(What this task involves): The word "running" may appear in lines of the data below. Say how many lines hold it, giving only the number.

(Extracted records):
==========

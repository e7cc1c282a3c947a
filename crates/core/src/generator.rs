//! Report text generation.
//!
//! [`ReportGenerator::generate`] turns the ordered biopsy list and the stain configuration into
//! a [`Report`]: a sequence of lines, each remembering which form fields produced it. The
//! generator never mutates its inputs and has no state of its own, so the same inputs always
//! give byte-identical text.
//!
//! Report layout:
//!
//! ```text
//! 1- Mide, Antrum (1/2), endoskopik biyopsi: Kronik gastrit
//!      - İnflamasyon: (+)
//!      - ...
//!
//! 2- Mide, Antrum (2/2), endoskopik biyopsi: Normal görünümde mide mukozası
//!      - HP: (-)
//!
//! Histokimyasal yöntemle:
//! 1, 2 nolu örnekte Helicobacter pylori için Warthin-Starry boyası yapılmıştır.
//! ```

use crate::biopsy::LocationFeatures;
use crate::constants::{
    BULB_LABEL, BULLET_INDENT, BULLET_PREFIX, ENDOSCOPIC_BIOPSY, STAINS_HEADING, STAINS_TRAILER,
    STAIN_INDEX_SUFFIX, STOMACH_LABEL,
};
use crate::editor::{FocusedField, FormField};
use crate::severity::FindingKind;
use crate::stains::StainConfig;
use crate::{Biopsy, BiopsyId, BiopsyLocation};
use std::collections::HashMap;

/// Where a report line came from.
#[derive(Clone, Debug, PartialEq, Eq)]
pub struct LineOrigin {
    pub biopsy: BiopsyId,
    pub fields: Vec<FormField>,
}

/// One line of generated report text.
#[derive(Clone, Debug, PartialEq, Eq)]
pub struct ReportLine {
    pub text: String,
    pub origin: Option<LineOrigin>,
    /// True when the line belongs to the currently focused form field.
    pub highlighted: bool,
}

impl ReportLine {
    fn plain(text: impl Into<String>) -> Self {
        Self {
            text: text.into(),
            origin: None,
            highlighted: false,
        }
    }

    fn from_fields(text: impl Into<String>, biopsy: BiopsyId, fields: Vec<FormField>) -> Self {
        Self {
            text: text.into(),
            origin: Some(LineOrigin { biopsy, fields }),
            highlighted: false,
        }
    }

    fn matches(&self, focus: &FocusedField) -> bool {
        self.origin
            .as_ref()
            .is_some_and(|o| o.biopsy == focus.biopsy && o.fields.contains(&focus.field))
    }
}

/// Generated report.
#[derive(Clone, Debug, Default, PartialEq, Eq)]
pub struct Report {
    pub lines: Vec<ReportLine>,
}

impl Report {
    pub fn is_empty(&self) -> bool {
        self.lines.is_empty()
    }

    /// The report as plain text, lines joined with `\n`. This is what gets copied.
    pub fn plain_text(&self) -> String {
        self.lines
            .iter()
            .map(|line| line.text.as_str())
            .collect::<Vec<_>>()
            .join("\n")
    }
}

/// Stateless report generator.
#[derive(Clone, Copy, Debug, Default)]
pub struct ReportGenerator;

impl ReportGenerator {
    pub fn new() -> Self {
        Self
    }

    /// Generates the report for `records` in list order.
    ///
    /// Lines produced by the `focus` field are marked as highlighted. An empty record list
    /// gives an empty report.
    pub fn generate(
        &self,
        records: &[Biopsy],
        stains: &StainConfig,
        focus: Option<&FocusedField>,
    ) -> Report {
        let mut totals: HashMap<(BiopsyLocation, &str), usize> = HashMap::new();
        for biopsy in records {
            *totals.entry(biopsy.group_key()).or_default() += 1;
        }

        let mut running: HashMap<(BiopsyLocation, &str), usize> = HashMap::new();
        let mut lines = Vec::new();

        for (position, biopsy) in records.iter().enumerate() {
            let key = biopsy.group_key();
            let current = running.entry(key).or_default();
            *current += 1;
            let total = totals.get(&key).copied().unwrap_or(1);
            let group_position = (total > 1).then_some((*current, total));

            if position > 0 {
                lines.push(ReportLine::plain(""));
            }
            lines.extend(self.biopsy_lines(position + 1, biopsy, group_position));
        }

        lines.extend(self.stain_section(records, stains));

        if let Some(focus) = focus {
            for line in &mut lines {
                line.highlighted = line.matches(focus);
            }
        }

        Report { lines }
    }

    fn biopsy_lines(
        &self,
        index: usize,
        biopsy: &Biopsy,
        group_position: Option<(usize, usize)>,
    ) -> Vec<ReportLine> {
        let id = biopsy.id;
        let diagnosis = biopsy.diagnosis.trim();

        let mut title = format!(
            "{index}- {}, {ENDOSCOPIC_BIOPSY}:",
            location_label(biopsy, group_position)
        );
        if !diagnosis.is_empty() {
            title.push(' ');
            title.push_str(diagnosis);
        }

        let mut lines = vec![ReportLine::from_fields(
            title,
            id,
            vec![FormField::SubLocation, FormField::Diagnosis],
        )];

        match &biopsy.features {
            LocationFeatures::Esophagus(features) => {
                for feature in &features.enabled {
                    let phrase = feature.phrase();
                    if !diagnosis.contains(phrase) {
                        lines.push(bullet(phrase, id, FormField::Features));
                    }
                }
            }
            LocationFeatures::Stomach(features) if biopsy.location == BiopsyLocation::Stomach => {
                let shown: &[FindingKind] = if biopsy.findings.has_active_gastritis() {
                    &FindingKind::ALL
                } else {
                    &[FindingKind::Hp, FindingKind::IntestinalMetaplasia]
                };
                for kind in shown {
                    let value = biopsy.findings.get(*kind);
                    if value.is_evaluated() {
                        lines.push(bullet(
                            format!("{}: ({value})", kind.label()),
                            id,
                            FormField::Finding(*kind),
                        ));
                    }
                }
                for feature in &features.enabled {
                    lines.push(bullet(feature.phrase(), id, FormField::Features));
                }
                if let Some(pattern) = features.synaptophysin {
                    lines.push(bullet(pattern.phrase(), id, FormField::Features));
                }
            }
            _ => {}
        }

        for note in biopsy.notes.iter().map(|n| n.trim()).filter(|n| !n.is_empty()) {
            let text = if note.ends_with('.') {
                note.to_string()
            } else {
                format!("{note}.")
            };
            lines.push(bullet(text, id, FormField::Notes));
        }

        let eosinophils = biopsy.eosinophil_count.trim();
        if !eosinophils.is_empty() {
            lines.push(bullet(eosinophils, id, FormField::EosinophilCount));
        }

        lines
    }

    fn stain_section(&self, records: &[Biopsy], stains: &StainConfig) -> Vec<ReportLine> {
        let mut locations: Vec<BiopsyLocation> = Vec::new();
        for biopsy in records {
            if !locations.contains(&biopsy.location) {
                locations.push(biopsy.location);
            }
        }

        let mut body: Vec<ReportLine> = Vec::new();

        for location in locations {
            for entry in stains.stains_for(location) {
                let special = match location {
                    BiopsyLocation::Stomach => entry.special(),
                    _ => None,
                };

                let mut indices: Vec<usize> = records
                    .iter()
                    .enumerate()
                    .filter(|(_, b)| b.location == location)
                    .filter(|(_, b)| match special {
                        Some(special) => b.findings.get(special.finding()).is_evaluated(),
                        None => true,
                    })
                    .map(|(i, _)| i + 1)
                    .collect();

                if indices.is_empty() {
                    continue;
                }
                indices.sort_unstable();

                let numbers = indices
                    .iter()
                    .map(usize::to_string)
                    .collect::<Vec<_>>()
                    .join(", ");
                body.push(ReportLine::plain(format!(
                    "{numbers} {STAIN_INDEX_SUFFIX} {} {}",
                    entry.description, entry.name
                )));
            }
        }

        for (position, biopsy) in records.iter().enumerate() {
            for stain in biopsy.custom_stains.iter().map(|s| s.trim()).filter(|s| !s.is_empty()) {
                body.push(ReportLine::from_fields(
                    format!("{}- no {stain}", position + 1),
                    biopsy.id,
                    vec![FormField::CustomStains],
                ));
            }
        }

        let Some(last) = body.last_mut() else {
            return Vec::new();
        };
        last.text.push_str(STAINS_TRAILER);

        let mut section = vec![ReportLine::plain(""), ReportLine::plain(STAINS_HEADING)];
        section.extend(body);
        section
    }
}

fn bullet(text: impl AsRef<str>, biopsy: BiopsyId, field: FormField) -> ReportLine {
    ReportLine::from_fields(
        format!("{BULLET_INDENT}{BULLET_PREFIX}{}", text.as_ref()),
        biopsy,
        vec![field],
    )
}

fn location_label(biopsy: &Biopsy, group_position: Option<(usize, usize)>) -> String {
    let main = biopsy.main_location();
    let mut label = match biopsy.location {
        BiopsyLocation::Stomach => format!("{STOMACH_LABEL}, {main}"),
        BiopsyLocation::Duodenum if main == BULB_LABEL => {
            format!("{}, {main}", BiopsyLocation::Duodenum.label())
        }
        _ => main.to_string(),
    };

    if let Some((current, total)) = group_position {
        label.push_str(&format!(" ({current}/{total})"));
    }

    let additional = biopsy.additional_locations();
    if !additional.is_empty() {
        label.push_str(", ");
        label.push_str(&additional.join(", "));
    }

    label
}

==========

(Result): 2